Please report each line of the data below that contains "PlayerBody".

> _PROVIDED RECORDS_
Segment Open
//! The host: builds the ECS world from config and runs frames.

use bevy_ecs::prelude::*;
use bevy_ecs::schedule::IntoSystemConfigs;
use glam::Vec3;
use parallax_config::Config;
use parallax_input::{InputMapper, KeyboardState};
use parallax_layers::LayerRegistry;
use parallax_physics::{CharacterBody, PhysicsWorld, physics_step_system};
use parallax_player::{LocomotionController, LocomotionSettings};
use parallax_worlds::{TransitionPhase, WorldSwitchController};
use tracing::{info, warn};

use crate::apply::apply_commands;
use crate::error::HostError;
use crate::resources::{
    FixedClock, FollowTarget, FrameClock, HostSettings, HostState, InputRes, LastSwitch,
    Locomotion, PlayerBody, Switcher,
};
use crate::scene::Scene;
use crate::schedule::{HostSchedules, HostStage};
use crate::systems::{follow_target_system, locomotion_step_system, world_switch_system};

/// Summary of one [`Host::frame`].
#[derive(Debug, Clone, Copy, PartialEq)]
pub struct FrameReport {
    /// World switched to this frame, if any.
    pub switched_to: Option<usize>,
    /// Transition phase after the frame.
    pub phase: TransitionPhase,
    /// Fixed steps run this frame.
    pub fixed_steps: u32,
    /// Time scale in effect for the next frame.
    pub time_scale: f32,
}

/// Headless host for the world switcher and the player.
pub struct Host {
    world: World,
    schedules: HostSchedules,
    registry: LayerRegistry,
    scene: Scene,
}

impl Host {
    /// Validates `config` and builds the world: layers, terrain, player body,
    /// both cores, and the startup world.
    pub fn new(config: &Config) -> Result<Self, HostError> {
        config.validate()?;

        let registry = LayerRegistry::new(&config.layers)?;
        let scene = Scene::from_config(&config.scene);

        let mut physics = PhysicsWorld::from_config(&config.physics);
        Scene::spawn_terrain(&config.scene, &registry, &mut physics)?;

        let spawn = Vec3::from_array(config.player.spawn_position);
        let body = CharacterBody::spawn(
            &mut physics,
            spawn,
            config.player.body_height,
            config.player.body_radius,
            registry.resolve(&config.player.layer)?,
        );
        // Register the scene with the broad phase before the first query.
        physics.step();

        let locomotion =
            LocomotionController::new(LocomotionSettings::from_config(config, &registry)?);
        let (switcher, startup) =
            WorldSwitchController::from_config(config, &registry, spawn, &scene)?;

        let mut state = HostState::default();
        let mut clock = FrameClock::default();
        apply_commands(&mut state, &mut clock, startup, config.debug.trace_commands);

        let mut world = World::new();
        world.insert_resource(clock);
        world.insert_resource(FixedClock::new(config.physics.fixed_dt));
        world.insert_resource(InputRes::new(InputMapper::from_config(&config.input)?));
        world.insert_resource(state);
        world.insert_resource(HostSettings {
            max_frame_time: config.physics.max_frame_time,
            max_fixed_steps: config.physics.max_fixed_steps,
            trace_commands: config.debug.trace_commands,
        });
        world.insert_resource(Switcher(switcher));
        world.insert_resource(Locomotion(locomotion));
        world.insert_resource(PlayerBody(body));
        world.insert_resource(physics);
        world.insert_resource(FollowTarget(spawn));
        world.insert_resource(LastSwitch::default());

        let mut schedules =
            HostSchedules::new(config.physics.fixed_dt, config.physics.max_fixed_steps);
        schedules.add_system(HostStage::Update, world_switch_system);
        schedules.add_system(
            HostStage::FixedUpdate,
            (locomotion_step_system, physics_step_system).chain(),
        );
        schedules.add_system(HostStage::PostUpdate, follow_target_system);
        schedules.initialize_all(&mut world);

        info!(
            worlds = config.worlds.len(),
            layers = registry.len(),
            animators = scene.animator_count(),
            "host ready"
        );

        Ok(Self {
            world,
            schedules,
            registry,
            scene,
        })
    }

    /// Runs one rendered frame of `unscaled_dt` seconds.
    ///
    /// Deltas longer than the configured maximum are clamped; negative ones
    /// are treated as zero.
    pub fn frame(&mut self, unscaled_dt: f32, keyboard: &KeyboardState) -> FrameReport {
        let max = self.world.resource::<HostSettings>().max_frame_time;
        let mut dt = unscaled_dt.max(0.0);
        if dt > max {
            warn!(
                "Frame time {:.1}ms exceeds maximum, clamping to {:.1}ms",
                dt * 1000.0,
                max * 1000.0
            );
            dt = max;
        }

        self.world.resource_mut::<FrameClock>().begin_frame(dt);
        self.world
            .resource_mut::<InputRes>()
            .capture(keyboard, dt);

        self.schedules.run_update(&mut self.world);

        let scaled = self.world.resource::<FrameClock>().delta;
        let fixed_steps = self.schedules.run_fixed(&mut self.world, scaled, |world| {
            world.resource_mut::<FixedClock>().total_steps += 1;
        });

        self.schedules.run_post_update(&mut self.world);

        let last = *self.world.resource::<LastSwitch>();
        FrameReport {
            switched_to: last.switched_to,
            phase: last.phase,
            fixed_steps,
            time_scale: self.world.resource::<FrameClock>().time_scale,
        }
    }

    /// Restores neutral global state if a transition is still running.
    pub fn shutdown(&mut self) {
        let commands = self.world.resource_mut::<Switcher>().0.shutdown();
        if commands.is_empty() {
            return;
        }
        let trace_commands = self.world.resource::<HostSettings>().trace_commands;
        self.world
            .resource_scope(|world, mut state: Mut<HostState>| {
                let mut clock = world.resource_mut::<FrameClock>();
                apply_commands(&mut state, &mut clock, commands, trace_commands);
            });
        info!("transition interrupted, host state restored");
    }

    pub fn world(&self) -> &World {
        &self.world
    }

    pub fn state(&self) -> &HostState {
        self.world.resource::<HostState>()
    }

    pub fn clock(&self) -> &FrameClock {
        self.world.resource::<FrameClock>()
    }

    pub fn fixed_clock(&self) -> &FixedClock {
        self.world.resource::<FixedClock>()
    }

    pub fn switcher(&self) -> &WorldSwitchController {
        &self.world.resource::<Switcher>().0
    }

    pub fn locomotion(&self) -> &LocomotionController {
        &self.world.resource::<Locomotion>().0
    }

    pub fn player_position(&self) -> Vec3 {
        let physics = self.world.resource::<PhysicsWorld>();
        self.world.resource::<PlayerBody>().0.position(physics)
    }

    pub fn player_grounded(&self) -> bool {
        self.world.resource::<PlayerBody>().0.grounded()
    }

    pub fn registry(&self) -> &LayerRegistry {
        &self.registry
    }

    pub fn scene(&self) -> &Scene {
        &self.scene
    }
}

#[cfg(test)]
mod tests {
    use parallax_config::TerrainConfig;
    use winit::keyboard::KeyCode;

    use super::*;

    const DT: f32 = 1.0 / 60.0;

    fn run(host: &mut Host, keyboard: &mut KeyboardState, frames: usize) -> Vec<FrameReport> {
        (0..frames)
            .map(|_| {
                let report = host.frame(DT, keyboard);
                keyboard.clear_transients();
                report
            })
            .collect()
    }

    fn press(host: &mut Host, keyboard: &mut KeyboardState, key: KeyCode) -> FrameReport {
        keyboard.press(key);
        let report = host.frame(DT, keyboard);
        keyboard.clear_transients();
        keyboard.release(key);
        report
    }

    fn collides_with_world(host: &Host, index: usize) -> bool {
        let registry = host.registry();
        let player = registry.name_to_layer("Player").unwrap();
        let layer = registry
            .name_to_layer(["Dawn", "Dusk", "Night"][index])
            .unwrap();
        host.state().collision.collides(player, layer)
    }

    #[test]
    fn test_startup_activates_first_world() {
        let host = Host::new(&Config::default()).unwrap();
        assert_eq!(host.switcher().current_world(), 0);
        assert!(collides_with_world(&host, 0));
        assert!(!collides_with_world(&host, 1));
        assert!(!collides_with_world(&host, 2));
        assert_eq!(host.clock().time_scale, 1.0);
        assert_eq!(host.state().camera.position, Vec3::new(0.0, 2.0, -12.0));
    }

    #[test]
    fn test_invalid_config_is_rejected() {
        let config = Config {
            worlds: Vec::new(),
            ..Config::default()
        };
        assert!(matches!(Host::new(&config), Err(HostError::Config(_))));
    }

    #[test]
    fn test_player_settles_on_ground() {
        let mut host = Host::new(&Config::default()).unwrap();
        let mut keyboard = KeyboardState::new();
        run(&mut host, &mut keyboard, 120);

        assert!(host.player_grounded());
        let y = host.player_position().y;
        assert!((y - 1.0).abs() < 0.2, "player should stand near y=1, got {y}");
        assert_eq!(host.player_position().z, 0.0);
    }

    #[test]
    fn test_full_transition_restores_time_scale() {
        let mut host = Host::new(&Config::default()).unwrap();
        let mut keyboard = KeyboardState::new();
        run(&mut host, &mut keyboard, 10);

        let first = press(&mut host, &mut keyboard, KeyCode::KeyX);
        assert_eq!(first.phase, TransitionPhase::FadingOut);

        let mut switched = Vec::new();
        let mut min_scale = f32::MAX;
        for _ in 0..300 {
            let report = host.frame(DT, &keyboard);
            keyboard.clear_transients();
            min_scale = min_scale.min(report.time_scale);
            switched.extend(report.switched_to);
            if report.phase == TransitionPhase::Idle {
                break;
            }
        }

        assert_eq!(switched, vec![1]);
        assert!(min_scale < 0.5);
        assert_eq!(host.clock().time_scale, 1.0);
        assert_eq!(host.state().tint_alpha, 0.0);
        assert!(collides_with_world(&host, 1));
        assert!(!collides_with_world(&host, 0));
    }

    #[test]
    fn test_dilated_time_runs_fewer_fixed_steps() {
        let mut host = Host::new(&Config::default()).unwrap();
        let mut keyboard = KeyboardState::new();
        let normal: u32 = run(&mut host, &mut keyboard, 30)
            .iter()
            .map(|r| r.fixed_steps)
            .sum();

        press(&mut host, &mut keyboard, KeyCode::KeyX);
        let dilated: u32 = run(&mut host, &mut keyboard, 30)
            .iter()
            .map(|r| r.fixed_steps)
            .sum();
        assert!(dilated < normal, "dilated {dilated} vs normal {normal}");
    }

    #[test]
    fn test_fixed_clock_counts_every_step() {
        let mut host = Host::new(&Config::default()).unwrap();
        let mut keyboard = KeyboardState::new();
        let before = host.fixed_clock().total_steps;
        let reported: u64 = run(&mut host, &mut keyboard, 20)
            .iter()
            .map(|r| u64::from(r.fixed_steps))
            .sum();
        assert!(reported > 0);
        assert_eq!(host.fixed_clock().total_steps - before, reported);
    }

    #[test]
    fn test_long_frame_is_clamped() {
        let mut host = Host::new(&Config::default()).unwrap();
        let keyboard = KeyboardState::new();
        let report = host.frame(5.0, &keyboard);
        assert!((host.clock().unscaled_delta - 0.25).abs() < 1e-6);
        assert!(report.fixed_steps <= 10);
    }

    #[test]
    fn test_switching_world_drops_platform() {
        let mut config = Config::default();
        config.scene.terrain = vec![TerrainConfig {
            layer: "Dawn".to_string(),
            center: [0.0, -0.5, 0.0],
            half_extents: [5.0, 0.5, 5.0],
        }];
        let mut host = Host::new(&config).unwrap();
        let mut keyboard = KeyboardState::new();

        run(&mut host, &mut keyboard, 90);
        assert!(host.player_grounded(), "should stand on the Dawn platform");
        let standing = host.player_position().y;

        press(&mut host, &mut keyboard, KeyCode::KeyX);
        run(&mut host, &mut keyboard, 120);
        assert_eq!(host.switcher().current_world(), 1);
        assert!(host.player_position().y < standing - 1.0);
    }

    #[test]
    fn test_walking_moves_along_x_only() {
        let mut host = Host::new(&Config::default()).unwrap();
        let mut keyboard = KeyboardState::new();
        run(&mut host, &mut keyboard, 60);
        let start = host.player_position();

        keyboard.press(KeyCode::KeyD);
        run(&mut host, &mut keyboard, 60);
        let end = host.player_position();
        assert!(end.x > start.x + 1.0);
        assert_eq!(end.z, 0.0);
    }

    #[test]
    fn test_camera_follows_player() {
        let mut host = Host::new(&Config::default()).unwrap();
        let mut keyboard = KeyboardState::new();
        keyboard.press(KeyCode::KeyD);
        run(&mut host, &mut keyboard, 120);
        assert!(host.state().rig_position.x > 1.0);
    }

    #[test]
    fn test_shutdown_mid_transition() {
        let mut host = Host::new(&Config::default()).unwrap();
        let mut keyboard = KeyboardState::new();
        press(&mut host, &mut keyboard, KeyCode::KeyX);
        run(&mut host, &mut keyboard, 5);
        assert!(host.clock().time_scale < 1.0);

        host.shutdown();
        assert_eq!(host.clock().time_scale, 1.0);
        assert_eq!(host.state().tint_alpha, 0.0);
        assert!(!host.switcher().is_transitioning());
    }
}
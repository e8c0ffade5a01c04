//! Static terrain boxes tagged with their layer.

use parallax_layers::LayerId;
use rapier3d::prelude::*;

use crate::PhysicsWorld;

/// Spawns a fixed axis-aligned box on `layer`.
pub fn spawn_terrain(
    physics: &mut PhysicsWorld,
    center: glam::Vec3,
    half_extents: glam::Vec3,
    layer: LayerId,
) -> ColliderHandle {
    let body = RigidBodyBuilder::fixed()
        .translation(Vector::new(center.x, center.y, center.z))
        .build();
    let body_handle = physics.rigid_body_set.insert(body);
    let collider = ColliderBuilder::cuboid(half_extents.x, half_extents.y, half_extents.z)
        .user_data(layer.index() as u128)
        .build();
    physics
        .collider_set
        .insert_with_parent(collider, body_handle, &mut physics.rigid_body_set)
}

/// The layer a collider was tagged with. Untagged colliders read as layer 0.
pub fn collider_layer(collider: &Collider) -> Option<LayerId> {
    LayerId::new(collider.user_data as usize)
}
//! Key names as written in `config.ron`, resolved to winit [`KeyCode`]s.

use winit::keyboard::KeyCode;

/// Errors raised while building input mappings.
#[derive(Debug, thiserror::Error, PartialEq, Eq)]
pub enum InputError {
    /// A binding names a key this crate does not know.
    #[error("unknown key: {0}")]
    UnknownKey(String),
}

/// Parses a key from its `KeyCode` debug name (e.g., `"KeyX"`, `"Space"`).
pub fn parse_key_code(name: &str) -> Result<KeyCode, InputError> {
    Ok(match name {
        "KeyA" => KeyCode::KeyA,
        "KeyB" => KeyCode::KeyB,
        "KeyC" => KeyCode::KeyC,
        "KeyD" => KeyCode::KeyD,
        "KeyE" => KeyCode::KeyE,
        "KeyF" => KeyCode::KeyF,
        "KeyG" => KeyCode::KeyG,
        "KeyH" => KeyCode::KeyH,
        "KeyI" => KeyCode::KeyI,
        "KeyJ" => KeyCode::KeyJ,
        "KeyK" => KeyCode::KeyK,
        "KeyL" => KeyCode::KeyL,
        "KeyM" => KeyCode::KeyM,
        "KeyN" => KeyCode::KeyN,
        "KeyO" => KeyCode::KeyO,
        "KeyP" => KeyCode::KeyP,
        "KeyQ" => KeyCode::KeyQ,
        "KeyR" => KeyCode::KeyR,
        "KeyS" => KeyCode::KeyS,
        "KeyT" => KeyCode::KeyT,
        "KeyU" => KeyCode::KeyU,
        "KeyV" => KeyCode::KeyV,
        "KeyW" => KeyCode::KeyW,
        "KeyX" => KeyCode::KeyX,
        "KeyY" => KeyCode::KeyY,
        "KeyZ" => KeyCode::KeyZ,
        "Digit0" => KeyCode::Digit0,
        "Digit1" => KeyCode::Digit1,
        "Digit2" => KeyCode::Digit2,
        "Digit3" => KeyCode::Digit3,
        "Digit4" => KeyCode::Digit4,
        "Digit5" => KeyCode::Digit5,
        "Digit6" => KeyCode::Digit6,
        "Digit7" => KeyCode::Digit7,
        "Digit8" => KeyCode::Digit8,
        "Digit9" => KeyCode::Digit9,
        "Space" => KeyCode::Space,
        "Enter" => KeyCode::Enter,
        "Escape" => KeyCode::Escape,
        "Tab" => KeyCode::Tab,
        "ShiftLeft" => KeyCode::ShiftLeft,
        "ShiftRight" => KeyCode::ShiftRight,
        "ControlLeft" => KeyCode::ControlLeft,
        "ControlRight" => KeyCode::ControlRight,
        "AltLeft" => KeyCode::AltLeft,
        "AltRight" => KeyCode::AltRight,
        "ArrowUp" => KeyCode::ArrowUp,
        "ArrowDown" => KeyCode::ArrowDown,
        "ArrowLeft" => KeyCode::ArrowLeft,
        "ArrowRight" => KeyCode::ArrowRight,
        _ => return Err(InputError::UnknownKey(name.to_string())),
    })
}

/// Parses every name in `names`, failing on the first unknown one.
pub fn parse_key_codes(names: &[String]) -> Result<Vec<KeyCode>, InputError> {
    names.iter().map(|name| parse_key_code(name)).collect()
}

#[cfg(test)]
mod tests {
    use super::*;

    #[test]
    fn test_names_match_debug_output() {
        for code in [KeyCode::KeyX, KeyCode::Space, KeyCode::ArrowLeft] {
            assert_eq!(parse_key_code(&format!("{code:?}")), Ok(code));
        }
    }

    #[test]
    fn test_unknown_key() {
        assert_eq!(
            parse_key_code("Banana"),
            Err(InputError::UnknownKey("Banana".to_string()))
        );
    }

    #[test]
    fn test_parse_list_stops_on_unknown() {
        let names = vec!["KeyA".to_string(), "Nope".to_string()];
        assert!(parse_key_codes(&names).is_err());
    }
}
Segment Closed
> _RESPONSE TO THE TASK_
    Locomotion, PlayerBody, Switcher,
        world.insert_resource(PlayerBody(body));
        self.world.resource::<PlayerBody>().0.position(physics)
        self.world.resource::<PlayerBody>().0.grounded()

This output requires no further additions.